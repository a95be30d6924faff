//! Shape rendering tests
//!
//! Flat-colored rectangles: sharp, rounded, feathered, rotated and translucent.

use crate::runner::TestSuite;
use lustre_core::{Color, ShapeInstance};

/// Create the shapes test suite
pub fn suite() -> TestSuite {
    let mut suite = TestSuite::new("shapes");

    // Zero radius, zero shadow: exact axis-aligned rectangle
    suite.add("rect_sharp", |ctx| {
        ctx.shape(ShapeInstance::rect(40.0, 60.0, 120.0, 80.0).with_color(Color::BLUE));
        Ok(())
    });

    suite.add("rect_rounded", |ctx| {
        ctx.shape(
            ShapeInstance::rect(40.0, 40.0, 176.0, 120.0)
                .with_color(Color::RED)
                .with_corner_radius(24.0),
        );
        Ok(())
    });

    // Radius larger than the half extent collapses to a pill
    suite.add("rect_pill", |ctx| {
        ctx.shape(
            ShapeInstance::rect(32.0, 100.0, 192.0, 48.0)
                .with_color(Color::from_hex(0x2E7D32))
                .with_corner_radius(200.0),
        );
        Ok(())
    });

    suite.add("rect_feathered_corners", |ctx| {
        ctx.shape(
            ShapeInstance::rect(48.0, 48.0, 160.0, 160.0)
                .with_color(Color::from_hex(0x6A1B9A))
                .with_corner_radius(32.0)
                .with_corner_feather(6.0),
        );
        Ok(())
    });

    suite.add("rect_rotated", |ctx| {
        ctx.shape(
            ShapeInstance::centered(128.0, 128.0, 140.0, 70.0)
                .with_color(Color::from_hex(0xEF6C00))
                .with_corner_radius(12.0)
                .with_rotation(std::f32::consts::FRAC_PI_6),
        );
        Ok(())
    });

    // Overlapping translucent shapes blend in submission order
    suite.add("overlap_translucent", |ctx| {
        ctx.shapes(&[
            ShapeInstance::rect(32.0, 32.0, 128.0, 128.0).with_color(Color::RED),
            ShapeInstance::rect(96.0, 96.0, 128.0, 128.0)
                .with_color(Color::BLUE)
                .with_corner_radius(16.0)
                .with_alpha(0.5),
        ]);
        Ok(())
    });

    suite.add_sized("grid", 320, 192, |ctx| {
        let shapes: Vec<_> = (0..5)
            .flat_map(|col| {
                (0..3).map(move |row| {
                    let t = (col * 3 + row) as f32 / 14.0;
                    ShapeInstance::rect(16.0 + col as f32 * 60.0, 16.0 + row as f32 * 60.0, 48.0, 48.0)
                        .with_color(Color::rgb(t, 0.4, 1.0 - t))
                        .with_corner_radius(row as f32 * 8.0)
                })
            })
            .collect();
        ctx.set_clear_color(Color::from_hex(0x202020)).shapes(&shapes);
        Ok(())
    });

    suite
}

▶ DESCRIPTION OF THE TASK: Copy each line of the preceding material that contains "ShapeInstance".

▶ OUTPUT BELOW:
use lustre_core::{Color, ShapeInstance};
        ctx.shape(ShapeInstance::rect(40.0, 60.0, 120.0, 80.0).with_color(Color::BLUE));
            ShapeInstance::rect(40.0, 40.0, 176.0, 120.0)
            ShapeInstance::rect(32.0, 100.0, 192.0, 48.0)
            ShapeInstance::rect(48.0, 48.0, 160.0, 160.0)
            ShapeInstance::centered(128.0, 128.0, 140.0, 70.0)
            ShapeInstance::rect(32.0, 32.0, 128.0, 128.0).with_color(Color::RED),
            ShapeInstance::rect(96.0, 96.0, 128.0, 128.0)
                    ShapeInstance::rect(16.0 + col as f32 * 60.0, 16.0 + row as f32 * 60.0, 48.0, 48.0)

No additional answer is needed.